Na tabela acima temos as alterações no total de ativos registrados pelos principais BCs globais: o FED (EUA), o ECB (Europeu), o BOJ (Japão), o BOE (Inglaterrra). Observe o volume de compra de ativos implementado pelos europeus (ECB) e pelos japoneses (BOJ) durantes os anos de 2016 e 2017.
Não há dúvidas que este acordo que levou ao famoso sincronismo dos bancos centrais ao longo dos anos de 2016 e 2017 está sob ataque desde o início da postura protecionista instaurada por Donald Trump a partir do segundo trimestre deste ano.
Bem, para não fazer deste texto uma longa dissertação, vale ressaltar que as intervenções dos bancos centrais e suas tentativas de conter a volatilidade dos mercados, historicamente, impõem ajustes significativos nos mercados.
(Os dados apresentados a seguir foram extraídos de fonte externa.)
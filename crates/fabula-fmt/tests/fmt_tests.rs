use fabula_fmt::emit_canonical;
use fabula_lexer::{lex, prepare};
use fabula_parser::{parse, Module};

fn parse_ok(source: &str) -> Module {
    let tokens = prepare(lex(source, "test").expect("lex failed"));
    parse(tokens, "test").expect("parse failed")
}

fn round_trips(source: &str) {
    let module = parse_ok(source);
    let rendered = emit_canonical(&module);
    let reparsed = parse_ok(&rendered);
    assert_eq!(module, reparsed, "round-trip mismatch for {source:?}, rendered as:\n{rendered}");
}

#[test]
fn entry_point_with_calls_round_trips() {
    round_trips(
        r#"
        incipit {
            scribe "hello"
            reddit
        }
        "#,
    );
}

#[test]
fn function_with_generics_and_params_round_trips() {
    round_trips(
        "functio identitas<T>(T valor) -> T {\n\treddit valor\n}",
    );
}

#[test]
fn match_with_variant_bindings_round_trips() {
    round_trips(
        r#"
        discretio Forma {
            Circulus { numerus radius }
            Rectangulum { numerus latus numerus altum }
        }

        functio area(Forma f) -> numerus {
            discerne f {
                casu Circulus pro radius {
                    reddit radius
                }
                casu Rectangulum ut r {
                    reddit 0
                }
            }
        }
        "#,
    );
}

#[test]
fn class_with_interfaces_and_methods_round_trips() {
    round_trips(
        r#"
        pactum Forma {
            functio area() -> numerus
        }

        genus Punctum pactum Forma {
            privata numerus x
            protecta numerus y

            functio area() -> numerus {
                reddit ego.x
            }
        }
        "#,
    );
}

#[test]
fn keyword_named_field_round_trips() {
    // `de` is a keyword (the `itera x de xs` form) but names accept
    // any identifier-or-keyword token, so it's also a legal field name.
    round_trips("genus Registrum { numerus de }");
}

#[test]
fn try_catch_finally_round_trips() {
    round_trips(
        r#"
        incipit {
            tempta {
                scribe "a"
            } cape err {
                scribe "b"
            } denique {
                scribe "c"
            }
        }
        "#,
    );
}

#[test]
fn nested_if_else_chain_round_trips() {
    round_trips(
        r#"
        functio signum(numerus n) -> numerus {
            si n > 0 {
                reddit 1
            } sin n < 0 {
                reddit -1
            } secus {
                reddit 0
            }
        }
        "#,
    );
}

#[test]
fn switch_with_default_round_trips() {
    round_trips(
        r#"
        functio clasifica(numerus n) -> numerus {
            elige n {
                casu 1 { reddit 100 }
                secus { reddit -1 }
            }
        }
        "#,
    );
}

#[test]
fn guard_clauses_round_trip() {
    round_trips(
        r#"
        functio clasifica(numerus n) -> numerus {
            custodi {
                si n > 0 {
                    reddit 1
                }
                si n < 0 {
                    reddit -1
                }
            }
            reddit 0
        }
        "#,
    );
}

#[test]
fn for_loop_and_range_round_trip() {
    round_trips("incipit {\n\titera i in 0..10 {\n\t\tscribe i\n\t}\n}");
}

#[test]
fn string_with_escapes_round_trips() {
    round_trips(r#"varia textus s = "line\nbreak \"quoted\"""#);
}

#[test]
fn conversion_with_fallback_round_trips() {
    round_trips(r#"varia numerus n = "abc" numeratum vel 0"#);
}

#[test]
fn private_and_extern_decorators_round_trip() {
    round_trips("@privata varia numerus x = 1\n\n@externa functio sistema() -> numerus");
}

#[test]
fn enum_decl_round_trips() {
    round_trips("ordo Color { Rubrum, Viridis = 5, Caeruleus }");
}

#[test]
fn type_alias_round_trips() {
    round_trips("idem Id = numerus");
}

#[test]
fn import_round_trips() {
    round_trips(r#"§ importa ex "forma" Circulus ut Rotundum, Quadratum"#);
}

#[test]
fn total_import_round_trips() {
    round_trips(r#"§ importa ex "forma" * ut formae"#);
}

#[test]
fn lambda_expr_and_block_forms_round_trip() {
    round_trips(
        r#"
        incipit {
            varia f = clausura(numerus x): x
            varia g = clausura(numerus x) {
                reddit x
            }
        }
        "#,
    );
}

#[test]
fn type_assert_round_trips() {
    round_trips(
        r#"
        functio identitas(numerus x) -> numerus {
            varia numerus y = x qua numerus
            reddit y
        }
        "#,
    );
}

#[test]
fn construct_cast_round_trips() {
    round_trips("functio foo(numerus x) -> numerus {\n\treddit x novum\n}");
}

#[test]
fn new_with_init_block_round_trips() {
    round_trips(
        r#"
        genus Punctum {
            numerus x
            numerus y
        }

        incipit {
            varia Punctum p = novum Punctum() { x: 1, y: 2 }
        }
        "#,
    );
}

#[test]
fn nullable_and_union_types_round_trip() {
    round_trips("functio examina(numerus? x) -> numerus | textus {\n\treddit 1\n}");
}

#[test]
fn nihil_and_nonnihil_prefixes_round_trip() {
    round_trips("functio examina(numerus? x) -> bivalens {\n\treddit nihil x\n}");
    round_trips("functio examina(numerus? x) -> bivalens {\n\treddit nonnihil x\n}");
}

#[test]
fn nihil_prefix_keeps_a_space_before_its_operand() {
    let module = parse_ok("functio examina(numerus? x) -> bivalens {\n\treddit nihil x\n}");
    let rendered = emit_canonical(&module);
    assert!(rendered.contains("nihil x"), "expected a space between nihil and its operand:\n{rendered}");
}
No fim das contas, tudo sempre começa com a elevação do custo do dinheiro.
Afinal, como muito bem colocado pelo gestor da Artemis Capital Management, Christopher Cole, qualquer tentativa de conter a volatilidade dos mercados tende a ser em vão pois é através da volatilidade que chegamos à verdade. Seja nos mercados e seja na vida.
A minha esperança é que na próxima crise não caia o WiFi aonde quer que esteja Jeremy Powell.